Bounded variable transformation when not using HMC?

covertg · February 10, 2023, 12:03am

I’ve mainly read about why it’s helpful to transform bounded variables to an unbounded space in the context of sampling with HMC.

What are the pros and cons of these transforms in the context of more traditional, non-gradient-based samplers? Especially e.g. the Slice sampler or Metropolis methods we have in pymc?

covertg · February 10, 2023, 5:08am

Here’s a bit of motivation for what prompted me to ask this.

I’m working with a model that has a parameter that takes positive values. Using a positive/nonnegative prior with support on [0, inf), pymc will log-transform it for the sampler.

This is a black box model without gradient information so we use a more traditional step method. Let’s say metropolis-hastings with a uniform proposal to keep it simple. What I am struggling to think about is how the change in scale (due to the log transform) will affect the efficiency of the sampler’s proposals.
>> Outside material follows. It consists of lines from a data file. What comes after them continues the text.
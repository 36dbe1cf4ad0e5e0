//! Selection state persisted in the page address.
//!
//! [`SelectionState`] is a plain value with pure transition functions. It has
//! two independent axes (selected user, hide-completed filter) and exactly one
//! cross-cutting rule: selecting a *different* user forces the filter off in
//! the same transition.
//!
//! [`PersistedSelection`] is the only place that reads or writes the address
//! bar. Every mutator re-derives the current state from the address, applies
//! one transition, writes the result back with a single `replace`, and then
//! publishes it to subscribers.

use std::sync::{Arc, Mutex, PoisonError};

use thiserror::Error;
use tokio::sync::watch;
use tracing::debug;
use url::Url;

use super::ids::UserId;
use super::ports::{AddressBar, AddressBarError};

/// Query parameter carrying the selected user id.
pub const SELECTED_USER_PARAM: &str = "selectedUser";
/// Query parameter carrying the hide-completed flag.
pub const HIDE_COMPLETED_PARAM: &str = "hideCompleted";

/// Selected user and completion filter.
#[derive(Debug, Clone, Copy, PartialEq, Eq, Default)]
pub struct SelectionState {
    selected_user: Option<UserId>,
    hide_completed: bool,
}

impl SelectionState {
    /// Build a state from its parts.
    pub const fn new(selected_user: Option<UserId>, hide_completed: bool) -> Self {
        Self {
            selected_user,
            hide_completed,
        }
    }

    /// Currently selected user, if any.
    pub const fn selected_user(&self) -> Option<UserId> {
        self.selected_user
    }

    /// Whether completed tasks are hidden.
    pub const fn hide_completed(&self) -> bool {
        self.hide_completed
    }

    /// Select `user`. Switching to a different user clears the filter;
    /// re-selecting the current user changes nothing.
    #[must_use]
    pub fn select(self, user: UserId) -> Self {
        if self.selected_user == Some(user) {
            return self;
        }
        Self::new(Some(user), false)
    }

    /// Clear both selection and filter.
    #[must_use]
    pub const fn cleared(self) -> Self {
        Self::new(None, false)
    }

    /// Set the filter, leaving the selection alone.
    #[must_use]
    pub const fn with_hide_completed(self, hide_completed: bool) -> Self {
        Self::new(self.selected_user, hide_completed)
    }

    /// Invert the filter, leaving the selection alone.
    #[must_use]
    pub const fn toggle_hide_completed(self) -> Self {
        self.with_hide_completed(!self.hide_completed)
    }

    /// Derive state from a location.
    ///
    /// A missing or non-positive-integer `selectedUser` means no selection;
    /// `hideCompleted` is on only for the exact text `true`. When a parameter
    /// repeats, the first occurrence wins.
    pub fn from_location(location: &Url) -> Self {
        let mut selected_user: Option<Option<UserId>> = None;
        let mut hide_completed: Option<bool> = None;
        for (key, value) in location.query_pairs() {
            match &*key {
                SELECTED_USER_PARAM if selected_user.is_none() => {
                    selected_user = Some(UserId::parse_untrusted(&value));
                }
                HIDE_COMPLETED_PARAM if hide_completed.is_none() => {
                    hide_completed = Some(value == "true");
                }
                _ => {}
            }
        }
        Self::new(selected_user.flatten(), hide_completed.unwrap_or(false))
    }

    /// Return `location` with this state written into its query.
    ///
    /// Unrelated parameters keep their order; the two selection parameters
    /// are appended, and omitted when they hold their default.
    pub fn write_to(&self, location: &Url) -> Url {
        let others: Vec<(String, String)> = location
            .query_pairs()
            .filter(|(key, _)| &**key != SELECTED_USER_PARAM && &**key != HIDE_COMPLETED_PARAM)
            .map(|(key, value)| (key.into_owned(), value.into_owned()))
            .collect();

        let mut next = location.clone();
        next.set_query(None);
        let selected = self.selected_user.map(|user| user.to_string());
        if !others.is_empty() || selected.is_some() || self.hide_completed {
            let mut pairs = next.query_pairs_mut();
            pairs.extend_pairs(others);
            if let Some(user) = selected {
                pairs.append_pair(SELECTED_USER_PARAM, &user);
            }
            if self.hide_completed {
                pairs.append_pair(HIDE_COMPLETED_PARAM, "true");
            }
        }
        next
    }
}

/// Errors raised by [`PersistedSelection`] mutators.
#[derive(Debug, Clone, PartialEq, Eq, Error)]
pub enum SelectionError {
    /// The address bar could not be read or written; state is unchanged.
    #[error("selection could not be persisted: {0}")]
    Persist(#[from] AddressBarError),
}

/// Address-bar backed selection state.
pub struct PersistedSelection {
    address_bar: Arc<dyn AddressBar>,
    state: watch::Sender<SelectionState>,
    write_lock: Mutex<()>,
}

impl PersistedSelection {
    /// Derive the initial state from the address bar.
    ///
    /// # Errors
    ///
    /// Returns [`SelectionError::Persist`] when the address bar cannot be read.
    pub fn load(address_bar: Arc<dyn AddressBar>) -> Result<Self, SelectionError> {
        let initial = SelectionState::from_location(&address_bar.location()?);
        let (state, _) = watch::channel(initial);
        Ok(Self {
            address_bar,
            state,
            write_lock: Mutex::new(()),
        })
    }

    /// Latest published state.
    pub fn current(&self) -> SelectionState {
        *self.state.borrow()
    }

    /// Subscribe to state changes.
    pub fn subscribe(&self) -> watch::Receiver<SelectionState> {
        self.state.subscribe()
    }

    /// Select `user`, clearing the filter when the user changes.
    ///
    /// # Errors
    ///
    /// Returns [`SelectionError::Persist`] when the address bar write fails.
    pub fn select(&self, user: UserId) -> Result<SelectionState, SelectionError> {
        self.transition(|state| state.select(user))
    }

    /// Clear selection and filter.
    ///
    /// # Errors
    ///
    /// Returns [`SelectionError::Persist`] when the address bar write fails.
    pub fn clear(&self) -> Result<SelectionState, SelectionError> {
        self.transition(SelectionState::cleared)
    }

    /// Invert the hide-completed filter.
    ///
    /// # Errors
    ///
    /// Returns [`SelectionError::Persist`] when the address bar write fails.
    pub fn toggle_hide_completed(&self) -> Result<SelectionState, SelectionError> {
        self.transition(SelectionState::toggle_hide_completed)
    }

    /// Set the hide-completed filter.
    ///
    /// # Errors
    ///
    /// Returns [`SelectionError::Persist`] when the address bar write fails.
    pub fn set_hide_completed(&self, hide_completed: bool) -> Result<SelectionState, SelectionError> {
        self.transition(|state| state.with_hide_completed(hide_completed))
    }

    /// Re-derive the state after the address changed underneath us.
    ///
    /// # Errors
    ///
    /// Returns [`SelectionError::Persist`] when the address bar cannot be read.
    pub fn reload(&self) -> Result<SelectionState, SelectionError> {
        self.transition(|state| state)
    }

    fn transition(
        &self,
        apply: impl FnOnce(SelectionState) -> SelectionState,
    ) -> Result<SelectionState, SelectionError> {
        let _guard = self.write_lock.lock().unwrap_or_else(PoisonError::into_inner);
        let location = self.address_bar.location()?;
        let current = SelectionState::from_location(&location);
        let next = apply(current);
        if next != current {
            self.address_bar.replace(&next.write_to(&location))?;
            debug!(
                selected_user = ?next.selected_user(),
                hide_completed = next.hide_completed(),
                "selection persisted"
            );
        }
        self.state.send_if_modified(|published| {
            if *published == next {
                return false;
            }
            *published = next;
            true
        });
        Ok(next)
    }
}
Suppose the proposal width is 1 on the log scale. At the lower range of parameter values, this means that the M-H step has a range of e^{1.01}-e^{0.01} \approx 1.73 in original units in terms of how far away the two furthest possible proposals are. But suppose we begin the M-H step a bit further up the number line at 6.5. Then the the M-H step has a range of e^{7}-e^{6} \approx 693.2 in the original units. Exponential growth is fast!

Perhaps this makes it easier to explore the posterior close to zero. But I’ve also run into an issue with this in some models. Sometimes the step method (metropolis or slice) will propose values that are so large (in original units) that they result in numerical issues or exceptions when passed to the black-box likelihood.

Now, perhaps this could be addressed by setting a tighter prior over the positive parameter. And perhaps one could also modify the black-box likelihood to return logp=-inf or so if it encounters really extreme parameter values. However, the issue is also prevented by disabling the log-transform, and instead sampling on the original scale.

Is this a case where the untransformed space could be preferable? What would I be missing out on?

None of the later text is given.